21 - Allyson

1.1K 96 11
                                    


Une bonne douche aux senteurs de luxe de chez Mademoiselle Margaux. Un bon thé chaud auquel j'étais incapable de choisir le parfum tant ils ont une ribambelle de goûts à apprécier. Sans faire abstraction aux inoubliables ronflements de Max qui ont dû lui péter la cloison nasale et que j'ai entendu à mon réveil. Quoi de plus pour commencer cette merveilleuse journée ?

Mes pieds foulant le sol bitumé, en marche vers le bâtiment de l'association, je plante avec délice mes dents dans ma pomme, cette sensation étrangère de bien-être fluant dans tout mon corps.

Cela fait des lustres que je n'avais pas aussi bien dormi. Et aussi longtemps. Faut dire, qu'hier soir, le ciel avait pris la forme effrayante d'un cataclysme. Je n'avais pas eu d'autre choix que de contacter Max en urgence après ne pas avoir réussi à joindre Margaux, et que quelques gouttes d'eau commençaient à passer à travers le toit de ma maison. Il m'a fait savoir qu'ils étaient partis en virée. Je suppose qu'il a dû lui montrer ses talents dans un endroit paradisiaque après sa superbe demande en mariage. Lorsque je me suis levée ce matin, ils sommeillaient encore. J'ai griffonné quelques mots sur un post-it que j'ai collé sur leur porte de chambre pour les remercier de leur grandeur d'âme. Encore une fois...
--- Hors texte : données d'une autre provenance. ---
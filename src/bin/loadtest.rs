//! Load generator for a running banner-stat server.
//!
//! Fires counter and stats requests concurrently and prints latency and
//! throughput per endpoint.

use banner_stat::types::TIME_FORMAT;
use clap::Parser;
use std::sync::Arc;
use std::time::{Duration, Instant};
use tokio::sync::Semaphore;

#[derive(Parser)]
#[command(name = "banner-stat-loadtest", about = "Load test the banner-stat service")]
struct Cli {
    /// Base URL of the service
    #[arg(long, default_value = "http://localhost:3000")]
    url: String,
    /// Number of requests per endpoint
    #[arg(long, default_value_t = 1000)]
    requests: usize,
    /// Maximum requests in flight
    #[arg(long, default_value_t = 10)]
    concurrency: usize,
    /// Banner ID to test
    #[arg(long, default_value_t = 5)]
    banner: i64,
}

/// Outcome of one request: latency on success.
type Sample = Result<Duration, String>;

#[derive(Debug, Default)]
struct Report {
    total: usize,
    succeeded: usize,
    failed: usize,
    min: Option<Duration>,
    max: Duration,
    avg: Duration,
    rps: f64,
}

impl Report {
    fn from_samples(samples: &[Sample], elapsed: Duration) -> Self {
        let mut report = Report {
            total: samples.len(),
            ..Report::default()
        };
        let mut sum = Duration::ZERO;

        for sample in samples {
            match sample {
                Ok(latency) => {
                    report.succeeded += 1;
                    sum += *latency;
                    report.min = Some(report.min.map_or(*latency, |m| m.min(*latency)));
                    report.max = report.max.max(*latency);
                }
                Err(_) => report.failed += 1,
            }
        }

        if report.succeeded > 0 {
            report.avg = sum / report.succeeded as u32;
            report.rps = report.succeeded as f64 / elapsed.as_secs_f64().max(f64::EPSILON);
        }
        report
    }

    fn print(&self, title: &str) {
        println!("\n{title}:");
        println!("Total Requests: {}", self.total);
        println!("Successful Requests: {}", self.succeeded);
        println!("Failed Requests: {}", self.failed);
        println!("RPS: {:.2}", self.rps);
        println!("Min Latency: {:?}", self.min.unwrap_or_default());
        println!("Max Latency: {:?}", self.max);
        println!("Average Latency: {:?}", self.avg);
    }
}

async fn timed(request: reqwest::RequestBuilder) -> Sample {
    let start = Instant::now();
    match request.send().await {
        Ok(resp) if resp.status().is_success() => Ok(start.elapsed()),
        Ok(resp) => Err(format!("status {}", resp.status())),
        Err(e) => Err(e.to_string()),
    }
}

#[tokio::main]
async fn main() -> Result<(), Box<dyn std::error::Error>> {
    tracing_subscriber::fmt()
        .with_env_filter(
            tracing_subscriber::EnvFilter::try_from_default_env()
                .unwrap_or_else(|_| "banner_stat_loadtest=info".into()),
        )
        .init();

    let cli = Cli::parse();
    let client = reqwest::Client::new();
    let permits = Arc::new(Semaphore::new(cli.concurrency.max(1)));
    let counter_url = format!("{}/counter/{}", cli.url, cli.banner);
    let stats_url = format!("{}/stats/{}", cli.url, cli.banner);

    let started = Instant::now();

    let clicks = (0..cli.requests).map(|_| {
        let permits = permits.clone();
        let request = client.post(&counter_url);
        tokio::spawn(async move {
            let _permit = permits.acquire_owned().await.map_err(|e| e.to_string())?;
            timed(request).await
        })
    });
    let stats = (0..cli.requests).map(|_| {
        let permits = permits.clone();
        let now = chrono::Utc::now().naive_utc();
        let body = serde_json::json!({
            "from": (now - chrono::Duration::hours(1)).format(TIME_FORMAT).to_string(),
            "to": now.format(TIME_FORMAT).to_string(),
        });
        let request = client.post(&stats_url).json(&body);
        tokio::spawn(async move {
            let _permit = permits.acquire_owned().await.map_err(|e| e.to_string())?;
            timed(request).await
        })
    });

    let (clicks, stats) = futures::future::join(
        futures::future::join_all(clicks.collect::<Vec<_>>()),
        futures::future::join_all(stats.collect::<Vec<_>>()),
    )
    .await;
    let elapsed = started.elapsed();

    let flatten = |results: Vec<Result<Sample, tokio::task::JoinError>>| -> Vec<Sample> {
        results
            .into_iter()
            .map(|r| r.unwrap_or_else(|e| Err(e.to_string())))
            .inspect(|s| {
                if let Err(e) = s {
                    tracing::warn!(error = %e, "request failed");
                }
            })
            .collect()
    };

    Report::from_samples(&flatten(clicks), elapsed).print("Click Endpoint Results");
    Report::from_samples(&flatten(stats), elapsed).print("Stats Endpoint Results");
    println!("\nTotal Test Duration: {elapsed:?}");
    Ok(())
}
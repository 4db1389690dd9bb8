//! Bounded connect-and-retry for store initialization.
//!
//! `Connecting` advances on every failed probe until the attempt budget runs
//! out (`Failed`, terminal) or a probe succeeds (`Ready`). The machine itself
//! is synchronous; [`wait_until_ready`] drives it against a [`Probe`].

use crate::error::{StoreError, StoreResult};
use async_trait::async_trait;
use std::time::Duration;

#[derive(Debug, Clone, Copy, PartialEq, Eq)]
pub enum StartupState {
    /// Attempt number about to run, starting at 1.
    Connecting { attempt: u32 },
    Ready,
    Failed,
}

#[derive(Debug, Clone, Copy)]
pub struct RetryPolicy {
    pub max_attempts: u32,
    pub delay: Duration,
}

impl RetryPolicy {
    pub fn new(max_attempts: u32, delay: Duration) -> Self {
        Self {
            max_attempts: max_attempts.max(1),
            delay,
        }
    }
}

#[derive(Debug)]
pub struct Startup {
    policy: RetryPolicy,
    state: StartupState,
    last_error: Option<String>,
}

impl Startup {
    pub fn new(policy: RetryPolicy) -> Self {
        Self {
            policy,
            state: StartupState::Connecting { attempt: 1 },
            last_error: None,
        }
    }

    pub fn state(&self) -> StartupState {
        self.state
    }

    /// Feed the outcome of the current attempt and return the next state.
    /// Outcomes arriving after a terminal state are ignored.
    pub fn advance(&mut self, outcome: Result<(), String>) -> StartupState {
        let StartupState::Connecting { attempt } = self.state else {
            return self.state;
        };

        self.state = match outcome {
            Ok(()) => StartupState::Ready,
            Err(e) => {
                self.last_error = Some(e);
                if attempt >= self.policy.max_attempts {
                    StartupState::Failed
                } else {
                    StartupState::Connecting {
                        attempt: attempt + 1,
                    }
                }
            }
        };
        self.state
    }

    pub fn into_error(self) -> StoreError {
        StoreError::Init {
            attempts: self.policy.max_attempts,
            last_error: self.last_error.unwrap_or_else(|| "unknown".to_string()),
        }
    }
}

/// A backend that can be asked whether it is reachable.
#[async_trait]
pub trait Probe: Send + Sync {
    async fn probe(&self) -> StoreResult<()>;
}

/// Probe until the backend answers or the policy is exhausted.
/// Returns the number of attempts used.
pub async fn wait_until_ready<P: Probe + ?Sized>(
    probe: &P,
    policy: RetryPolicy,
) -> StoreResult<u32> {
    let mut startup = Startup::new(policy);

    loop {
        let StartupState::Connecting { attempt } = startup.state() else {
            break;
        };

        let outcome = probe.probe().await.map_err(|e| e.to_string());
        if let Err(ref e) = outcome {
            tracing::warn!(
                error = %e,
                attempt,
                max_attempts = policy.max_attempts,
                "failed to reach the database, retrying..."
            );
        }

        match startup.advance(outcome) {
            StartupState::Ready => {
                tracing::info!(attempts = attempt, "database ready");
                return Ok(attempt);
            }
            StartupState::Connecting { .. } => tokio::time::sleep(policy.delay).await,
            StartupState::Failed => break,
        }
    }

    let err = startup.into_error();
    tracing::error!(error = %err, "database is not ready");
    Err(err)
}
//! Session to bearer-token bridge
//!
//! Sits in front of the proxy handler. Application-bound requests carrying an
//! active provider session get a freshly minted, one-minute ES256 token in
//! `Authorization`; every other application-bound request has client supplied
//! credentials removed. Provider-bound requests pass through untouched.

use std::sync::Arc;

use axum::{
    Json,
    body::Body,
    extract::State,
    http::{HeaderMap, HeaderValue, Request, header},
    middleware::Next,
    response::{IntoResponse, Response},
};
use jsonwebtoken::jwk::JwkSet;
use serde::{Deserialize, Serialize};
use tracing::{debug, warn};
use uuid::Uuid;

use crate::proxy::route::Routing;
use crate::session::{SessionDocument, SessionResolver, SessionStatus, X_SESSION_TOKEN};
use crate::signer::Signer;
use crate::{Error, Result};

/// Lifetime of a minted token, in seconds
pub const TOKEN_LIFETIME_SECS: u64 = 60;

/// Claims of a minted bearer token
#[derive(Debug, Clone, PartialEq, Serialize, Deserialize)]
pub struct BearerClaims {
    /// Provider URL
    pub iss: String,
    /// Identity id
    pub sub: String,
    /// Issued at
    pub iat: u64,
    /// Not before
    pub nbf: u64,
    /// Expiry, always `iat + 60`
    pub exp: u64,
    /// Fresh per token
    pub jti: String,
    /// The full session document
    pub session: SessionDocument,
}

impl BearerClaims {
    /// Claims for `session` issued at `now` (unix seconds)
    #[must_use]
    pub fn new(issuer: &str, session: &SessionDocument, now: u64) -> Self {
        Self {
            iss: issuer.to_string(),
            sub: session.identity.id.clone(),
            iat: now,
            nbf: now,
            exp: now + TOKEN_LIFETIME_SECS,
            jti: Uuid::new_v4().to_string(),
            session: session.clone(),
        }
    }
}

/// State of the bridge middleware
pub struct TokenBridge {
    signer: Option<Arc<Signer>>,
    resolver: Arc<dyn SessionResolver>,
    routing: Routing,
    issuer: String,
}

impl TokenBridge {
    /// Create a bridge
    ///
    /// Without a `signer` no tokens are minted and the key set is empty.
    pub fn new(
        signer: Option<Arc<Signer>>,
        resolver: Arc<dyn SessionResolver>,
        routing: Routing,
        issuer: impl Into<String>,
    ) -> Self {
        Self {
            signer,
            resolver,
            routing,
            issuer: issuer.into().trim_end_matches('/').to_string(),
        }
    }

    /// Issuer written into every token
    #[must_use]
    pub fn issuer(&self) -> &str {
        &self.issuer
    }

    /// Whether tokens are minted at all
    #[must_use]
    pub fn mints_tokens(&self) -> bool {
        self.signer.is_some()
    }

    /// The public key set served at the JWKS paths
    #[must_use]
    pub fn key_set(&self) -> JwkSet {
        self.signer
            .as_ref()
            .map_or_else(|| JwkSet { keys: Vec::new() }, |s| s.public_key_set().clone())
    }

    /// Mint a bearer token for `session`
    ///
    /// # Errors
    ///
    /// Returns [`Error::Signing`] if no signer is configured or signing fails.
    pub fn mint(&self, session: &SessionDocument) -> Result<String> {
        let signer = self
            .signer
            .as_ref()
            .ok_or_else(|| Error::Signing("no signing key available".to_string()))?;
        let claims = BearerClaims::new(&self.issuer, session, jsonwebtoken::get_current_timestamp());
        signer.sign(&claims)
    }
}

/// Remove every credential a client could use to impersonate someone upstream
fn strip_credentials(headers: &mut HeaderMap) {
    headers.remove(header::AUTHORIZATION);
    headers.remove(&X_SESSION_TOKEN);
}

/// Token bridge middleware
pub async fn token_bridge(
    State(bridge): State<Arc<TokenBridge>>,
    mut request: Request<Body>,
    next: Next,
) -> Response {
    let path = request.uri().path().to_string();

    if bridge.routing.is_jwks_path(&path) {
        debug!(path = %path, "Serving public key set");
        return Json(bridge.key_set()).into_response();
    }

    // The provider authenticates with its own scheme
    if bridge.routing.is_prefixed(&path) || bridge.routing.is_tunnel() {
        return next.run(request).await;
    }

    if !bridge.mints_tokens() {
        strip_credentials(request.headers_mut());
        return next.run(request).await;
    }

    match bridge.resolver.resolve(request.headers()).await {
        SessionStatus::NotAuthenticated => {
            strip_credentials(request.headers_mut());
            next.run(request).await
        }
        SessionStatus::Active(session) => {
            let token = match bridge.mint(&session) {
                Ok(token) => token,
                Err(e) => {
                    warn!(path = %path, error = %e, "Unable to mint bearer token");
                    return e.into_response();
                }
            };
            let value = match HeaderValue::from_str(&format!("Bearer {token}")) {
                Ok(value) => value,
                Err(e) => return Error::Signing(e.to_string()).into_response(),
            };

            let headers = request.headers_mut();
            strip_credentials(headers);
            headers.remove(header::COOKIE);
            headers.insert(header::AUTHORIZATION, value);

            debug!(path = %path, identity = %session.identity.id, "Forwarding with minted bearer token");
            next.run(request).await
        }
    }
}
Un dimanche qui débute sans gloire, au final. Dans quelques heures, rassemblement général avec toute l'équipe en fin d'après-midi pour conférer sur l'avenir incertain de l'association. À cette pensée, un lac acide me ronge soudain l'estomac, une boule oppressante m'entrave la gorge jusqu'à m'empêcher de respirer. De quelle couleur sera mon avenir ? Rose bonbon ? Noir enfer ? Je n'ai pas envie de perdre ce travail. C'est tout ce que j'ai.
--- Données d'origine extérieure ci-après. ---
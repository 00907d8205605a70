//! Command-line interface

use std::path::PathBuf;

use clap::{Args, Parser, Subcommand};
use url::Url;

use crate::config::{Config, ProxyConfig};

/// Reverse proxy bridging identity provider sessions into signed tokens
#[derive(Parser, Debug)]
#[command(name = "session-proxy")]
#[command(version, about, long_about = None)]
pub struct Cli {
    /// Path to configuration file (YAML)
    #[arg(short, long, env = "SESSION_PROXY_CONFIG", global = true)]
    pub config: Option<PathBuf>,

    /// Log level (trace, debug, info, warn, error)
    #[arg(
        long,
        default_value = "info",
        env = "SESSION_PROXY_LOG_LEVEL",
        global = true
    )]
    pub log_level: String,

    /// Log format (text, json)
    #[arg(long, env = "SESSION_PROXY_LOG_FORMAT", global = true)]
    pub log_format: Option<String>,

    /// Subcommand
    #[command(subcommand)]
    pub command: Command,
}

/// Available subcommands
#[derive(Subcommand, Debug)]
pub enum Command {
    /// Run a reverse proxy in front of your application
    Proxy(ProxyArgs),

    /// Expose the identity provider's APIs on a local URL, without an application
    Tunnel(TunnelArgs),

    /// Log in interactively and store the tokens
    Login(LoginArgs),

    /// Revoke and forget the stored tokens
    Logout,
}

/// Flags shared by `proxy` and `tunnel`
#[derive(Args, Debug, Default)]
pub struct CommonArgs {
    /// Port to listen on (defaults to `PORT`, then 4000)
    #[arg(long)]
    pub port: Option<u16>,

    /// Identity provider base URL
    #[arg(long, env = "SESSION_PROXY_PROVIDER_URL")]
    pub provider_url: Option<Url>,

    /// Domain written into every `Set-Cookie`
    #[arg(long)]
    pub cookie_domain: Option<String>,

    /// Allowed CORS origins; `*` wildcards are supported
    #[arg(long = "allowed-cors-origins", value_delimiter = ',')]
    pub cors_origins: Vec<String>,

    /// Allow any CORS origin
    #[arg(long)]
    pub dev: bool,

    /// Log every CORS decision
    #[arg(long)]
    pub debug: bool,

    /// Open the public URL in the browser once listening
    #[arg(long)]
    pub open: bool,
}

/// `proxy` arguments
#[derive(Args, Debug)]
pub struct ProxyArgs {
    /// URL of your application
    pub application_url: Url,

    /// Public URL the proxy is reachable at
    pub publish_url: Option<Url>,

    /// Where the provider's welcome page redirect is sent instead
    #[arg(long)]
    pub default_redirect_url: Option<Url>,

    /// Do not mint bearer tokens from sessions
    #[arg(long = "no-jwt")]
    pub skip_token_minting: bool,

    /// Rewrite the Host header to the application's host
    #[arg(long)]
    pub rewrite_host: bool,

    #[command(flatten)]
    pub common: CommonArgs,
}

/// `tunnel` arguments
#[derive(Args, Debug)]
pub struct TunnelArgs {
    /// URL of your application; allowed as CORS origin and used as redirect target
    pub application_url: Url,

    /// Public URL the tunnel is reachable at
    pub tunnel_url: Option<Url>,

    #[command(flatten)]
    pub common: CommonArgs,
}

/// `login` arguments
#[derive(Args, Debug, Default)]
pub struct LoginArgs {
    /// OAuth2 issuer URL
    #[arg(long, env = "SESSION_PROXY_ISSUER_URL")]
    pub issuer_url: Option<Url>,

    /// OAuth2 client id
    #[arg(long, env = "SESSION_PROXY_CLIENT_ID")]
    pub client_id: Option<String>,

    /// Print the authorization URL without opening a browser
    #[arg(long)]
    pub no_browser: bool,
}

impl CommonArgs {
    fn apply(&self, proxy: &mut ProxyConfig) {
        if let Some(port) = self.port {
            proxy.port = port;
        }
        if let Some(url) = &self.provider_url {
            proxy.provider_url = Some(url.clone());
        }
        if let Some(domain) = &self.cookie_domain {
            proxy.cookie_domain = Some(domain.clone());
        }
        proxy.cors_origins.extend(self.cors_origins.iter().cloned());
        proxy.dev |= self.dev;
        proxy.debug |= self.debug;
        proxy.open |= self.open;
    }
}

impl ProxyArgs {
    /// Override `config` with the flags given
    pub fn apply(&self, config: &mut Config) {
        let proxy = &mut config.proxy;
        self.common.apply(proxy);
        proxy.tunnel = false;
        proxy.upstream = Some(self.application_url.clone());
        if let Some(url) = &self.publish_url {
            proxy.public_url = Some(url.clone());
        }
        if let Some(url) = &self.default_redirect_url {
            proxy.default_redirect_url = Some(url.clone());
        }
        proxy.skip_token_minting |= self.skip_token_minting;
        proxy.rewrite_host |= self.rewrite_host;
    }
}

impl TunnelArgs {
    /// Override `config` with the flags given
    ///
    /// A tunnel has no application upstream, reserves no path prefix and
    /// never mints tokens. The application is trusted as a CORS origin.
    pub fn apply(&self, config: &mut Config) {
        let proxy = &mut config.proxy;
        self.common.apply(proxy);
        proxy.tunnel = true;
        proxy.upstream = None;
        proxy.path_prefix = String::new();
        proxy.skip_token_minting = true;
        if let Some(url) = &self.tunnel_url {
            proxy.public_url = Some(url.clone());
        }
        if proxy.default_redirect_url.is_none() {
            proxy.default_redirect_url = Some(self.application_url.clone());
        }
        let origin = self.application_url.origin().ascii_serialization();
        if !proxy.cors_origins.contains(&origin) {
            proxy.cors_origins.push(origin);
        }
    }
}

impl LoginArgs {
    /// Override `config` with the flags given
    pub fn apply(&self, config: &mut Config) {
        if let Some(url) = &self.issuer_url {
            config.login.issuer_url = Some(url.clone());
        }
        if let Some(id) = &self.client_id {
            config.login.client_id = Some(id.clone());
        }
    }
}

#[cfg(test)]
mod tests {
    use pretty_assertions::assert_eq;

    use super::*;

    fn parse(args: &[&str]) -> Cli {
        Cli::try_parse_from(args).unwrap()
    }

    #[test]
    fn proxy_arguments_override_config() {
        let cli = parse(&[
            "session-proxy",
            "proxy",
            "http://localhost:3000",
            "https://auth.example.com",
            "--port",
            "4455",
            "--provider-url",
            "https://project.example.com",
            "--allowed-cors-origins",
            "https://a.example.com,https://*.b.example.com",
            "--no-jwt",
        ]);
        let Command::Proxy(args) = cli.command else {
            panic!("expected proxy command");
        };

        let mut config = Config::default();
        args.apply(&mut config);

        assert_eq!(config.proxy.port, 4455);
        assert_eq!(config.proxy.upstream.unwrap().as_str(), "http://localhost:3000/");
        assert_eq!(config.proxy.public_url.unwrap().as_str(), "https://auth.example.com/");
        assert_eq!(config.proxy.cors_origins.len(), 2);
        assert!(config.proxy.skip_token_minting);
        assert_eq!(config.proxy.path_prefix, "/.ory");
    }

    #[test]
    fn tunnel_has_no_prefix_and_trusts_the_application() {
        let cli = parse(&[
            "session-proxy",
            "tunnel",
            "http://localhost:3000/app",
            "--provider-url",
            "https://project.example.com",
        ]);
        let Command::Tunnel(args) = cli.command else {
            panic!("expected tunnel command");
        };

        let mut config = Config::default();
        args.apply(&mut config);

        assert!(config.proxy.tunnel);
        assert!(config.proxy.upstream.is_none());
        assert_eq!(config.proxy.path_prefix, "");
        assert!(config.proxy.skip_token_minting);
        assert_eq!(config.proxy.cors_origins, vec!["http://localhost:3000".to_string()]);
        assert_eq!(
            config.proxy.default_redirect_url().unwrap().as_str(),
            "http://localhost:3000/app"
        );
        assert!(config.proxy.validate().is_ok());
    }

    #[test]
    fn malformed_upstream_is_rejected_by_the_parser() {
        assert!(Cli::try_parse_from(["session-proxy", "proxy", "not a url"]).is_err());
    }

    #[test]
    fn logout_takes_no_arguments() {
        assert!(matches!(parse(&["session-proxy", "logout"]).command, Command::Logout));
    }
}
L'association, en plus de mon temps en tant que salariée, n'est pas qu'une simple distraction durant mes heures perdues. Elle m'a aidé à traverser mes nombreuses galères. À stabiliser mon chemin gorgé d'emmerdes. Elle m'a tenu compagnie, m'a apporté son soutien quand j'allais embarquer mon corps au bord des chemins routiers pour l'entraîner dans le poison de la prostitution.

On a beau côtoyer parfois des personnes frivoles ou malhonnêtes, c'est mon métier d'aider tous ceux qui passe la porte de la rive gauche. C'est mon job et j'y tiens. C'est parfois fatigant du point de vue mental, mais la paresse, je la considère comme une perte de temps. Autant utiliser mon énergie à bon escient pour aider ce qui en ont besoin, et éviter de me lamenter sur mon pauvre sort.
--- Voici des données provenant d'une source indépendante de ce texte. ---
//! Auth context persistence
//!
//! The result of a login is kept in a single JSON file so later commands
//! (starting the proxy, `logout`) can reuse it.

use std::fs::{self, OpenOptions};
use std::io::Write as _;
use std::path::{Path, PathBuf};
use std::time::{Duration, SystemTime, UNIX_EPOCH};

use serde::{Deserialize, Serialize};
use tracing::{debug, info, warn};

use crate::{Error, Result};

/// File name of the persisted context inside the store directory
const AUTH_FILE: &str = "auth.json";

/// The caller's active project
#[derive(Debug, Clone, PartialEq, Eq, Serialize, Deserialize)]
pub struct Project {
    /// Project id
    pub id: String,
    /// URL slug
    #[serde(default)]
    pub slug: Option<String>,
    /// Display name
    #[serde(default)]
    pub name: Option<String>,
}

/// Tokens and selected project produced by a login
#[derive(Debug, Clone, PartialEq, Eq, Serialize, Deserialize)]
pub struct AuthContext {
    /// Access token
    pub access_token: String,
    /// Refresh token, present when `offline_access` was granted
    #[serde(default)]
    pub refresh_token: Option<String>,
    /// Expiry as a unix timestamp
    #[serde(default)]
    pub expires_at: Option<u64>,
    /// Selected project
    #[serde(default)]
    pub project: Option<Project>,
}

fn now_secs() -> u64 {
    SystemTime::now()
        .duration_since(UNIX_EPOCH)
        .unwrap_or_default()
        .as_secs()
}

impl AuthContext {
    /// Expiry timestamp `expires_in` seconds from now
    #[must_use]
    pub fn expiry_from(expires_in: Option<u64>) -> Option<u64> {
        expires_in.map(|secs| now_secs() + secs)
    }

    /// Check if the access token is expired (with 60 second buffer)
    #[must_use]
    pub fn is_expired(&self) -> bool {
        self.expires_at.is_some_and(|at| now_secs() + 60 >= at)
    }

    /// Time until the access token expires
    #[must_use]
    pub fn time_until_expiry(&self) -> Option<Duration> {
        let now = now_secs();
        self.expires_at
            .filter(|at| *at > now)
            .map(|at| Duration::from_secs(at - now))
    }
}

/// File-backed store for the [`AuthContext`]
#[derive(Debug, Clone)]
pub struct AuthStore {
    path: PathBuf,
}

impl AuthStore {
    /// Store living in `dir`, created on first save
    #[must_use]
    pub fn new(dir: &Path) -> Self {
        Self {
            path: dir.join(AUTH_FILE),
        }
    }

    /// Path of the backing file
    #[must_use]
    pub fn path(&self) -> &Path {
        &self.path
    }

    /// Load the stored context, if any
    ///
    /// An unreadable or corrupt file is treated as "not logged in".
    #[must_use]
    pub fn load(&self) -> Option<AuthContext> {
        if !self.path.exists() {
            debug!(path = %self.path.display(), "No stored auth context");
            return None;
        }

        match fs::read_to_string(&self.path) {
            Ok(content) => match serde_json::from_str::<AuthContext>(&content) {
                Ok(context) => {
                    debug!(expires_in = ?context.time_until_expiry(), "Loaded auth context");
                    Some(context)
                }
                Err(e) => {
                    warn!(path = %self.path.display(), error = %e, "Failed to parse stored auth context");
                    None
                }
            },
            Err(e) => {
                warn!(path = %self.path.display(), error = %e, "Failed to read auth context");
                None
            }
        }
    }

    /// Persist `context`, readable by the owner only
    ///
    /// # Errors
    ///
    /// Returns an error if the directory or file cannot be written.
    pub fn save(&self, context: &AuthContext) -> Result<()> {
        if let Some(dir) = self.path.parent() {
            fs::create_dir_all(dir)?;
        }

        let content = serde_json::to_string_pretty(context)?;
        let mut options = OpenOptions::new();
        options.write(true).create(true).truncate(true);
        #[cfg(unix)]
        {
            use std::os::unix::fs::OpenOptionsExt;
            options.mode(0o600);
        }
        let mut file = options.open(&self.path)?;

        // The mode only applies on creation; tighten an older file too
        #[cfg(unix)]
        {
            use std::os::unix::fs::PermissionsExt;
            file.set_permissions(fs::Permissions::from_mode(0o600))?;
        }
        file.write_all(content.as_bytes())?;

        info!(path = %self.path.display(), "Saved auth context");
        Ok(())
    }

    /// Remove the stored context
    ///
    /// # Errors
    ///
    /// Returns an error if the file exists but cannot be removed.
    pub fn delete(&self) -> Result<()> {
        if self.path.exists() {
            fs::remove_file(&self.path)
                .map_err(|e| Error::Internal(format!("Failed to delete auth context: {e}")))?;
            info!(path = %self.path.display(), "Deleted auth context");
        }
        Ok(())
    }
}
//! Response header rewriting: `Set-Cookie` domains and redirect locations

use url::Url;

use super::route::upstream_url;

/// Rewrite the `Domain` attribute of a `Set-Cookie` value
///
/// Any existing `Domain` is dropped. With `domain` set, it is replaced;
/// without, the cookie becomes host-only for the proxy's own host.
#[must_use]
pub fn rewrite_cookie_domain(set_cookie: &str, domain: Option<&str>) -> String {
    let mut parts = set_cookie.split(';').map(str::trim).filter(|p| !p.is_empty());

    let mut rewritten: Vec<String> = Vec::new();
    if let Some(pair) = parts.next() {
        rewritten.push(pair.to_string());
    }
    rewritten.extend(
        parts
            .filter(|attr| {
                let name = attr.split('=').next().unwrap_or_default().trim();
                !name.eq_ignore_ascii_case("domain")
            })
            .map(ToString::to_string),
    );
    if let Some(domain) = domain {
        rewritten.push(format!("Domain={domain}"));
    }

    rewritten.join("; ")
}

/// Rewrites `Location` headers of upstream responses
#[derive(Debug, Clone)]
pub struct LocationRewriter {
    provider: Url,
    public_provider: Url,
    welcome_path: String,
    default_redirect: Url,
}

impl LocationRewriter {
    /// Create a rewriter
    ///
    /// * `provider`: the provider's real base URL
    /// * `public_provider`: where clients reach the provider through the proxy
    /// * `welcome_path`: client-visible path of the provider's landing page
    /// * `default_redirect`: where that landing page is replaced with
    #[must_use]
    pub fn new(
        provider: Url,
        public_provider: Url,
        welcome_path: impl Into<String>,
        default_redirect: Url,
    ) -> Self {
        Self {
            provider,
            public_provider,
            welcome_path: welcome_path.into(),
            default_redirect,
        }
    }

    /// Rewrite `location`, returning `None` when it stays as is
    #[must_use]
    pub fn rewrite(&self, location: &str) -> Option<String> {
        let mut current = location.to_string();
        let mut changed = false;

        // Absolute redirects onto the provider host go back through the proxy
        if let Ok(url) = Url::parse(location) {
            if url.origin() == self.provider.origin() {
                let mut public = upstream_url(&self.public_provider, url.path(), url.query());
                public.set_fragment(url.fragment());
                current = public.to_string();
                changed = true;
            }
        }

        if location_path(&current).is_some_and(|p| p == self.welcome_path) {
            current = self.default_redirect.to_string();
            changed = true;
        }

        changed.then_some(current)
    }
}

/// Path component of an absolute or relative `Location`
fn location_path(location: &str) -> Option<String> {
    match Url::parse(location) {
        Ok(url) => Some(url.path().to_string()),
        Err(url::ParseError::RelativeUrlWithoutBase) => {
            let base = Url::parse("http://relative.invalid/").ok()?;
            base.join(location).ok().map(|url| url.path().to_string())
        }
        Err(_) => None,
    }
}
J'ai goûté à la rue très jeune, la vie ne m'a pas faite de cadeau. Je ne sais pas si je dois la remercier d'avoir allégé mes rêves et m'en avoir fait perdre son goût, mais je l'ai accepté. J'ai accepté de tout perdre. La vie futile que je possédais et le bonheur — hélas, à crédit — qu'elle me procurait. C'est difficile de perdre contact avec le monde et de connaître le vide. Moi qui déteste perdre, j'en ai tiré une bonne leçon. On se sent bien plus vide à côté de ceux qui nous tournent le dos. De cette famille parfaite que vous considériez comme votre archipel... Rien que de l'imaginaire.

J'écarte les branches d'arbre dont certaines sont cassées, puis enjambe un tronc arraché par la tempête en continuant à avancer dans mon chemin boueux. On dirait que le vent s'est transformé en carnivore ou qu'un castor est passé dévorer tous les bois de la forêt.

Quand j'arrive près chez moi, mon corps tremble comme si la Terre perdait l'équilibre. Comme si on avait expulsé ma maison à l'autre bout de la planète et que mon paradis n'était plus qu'un souvenir.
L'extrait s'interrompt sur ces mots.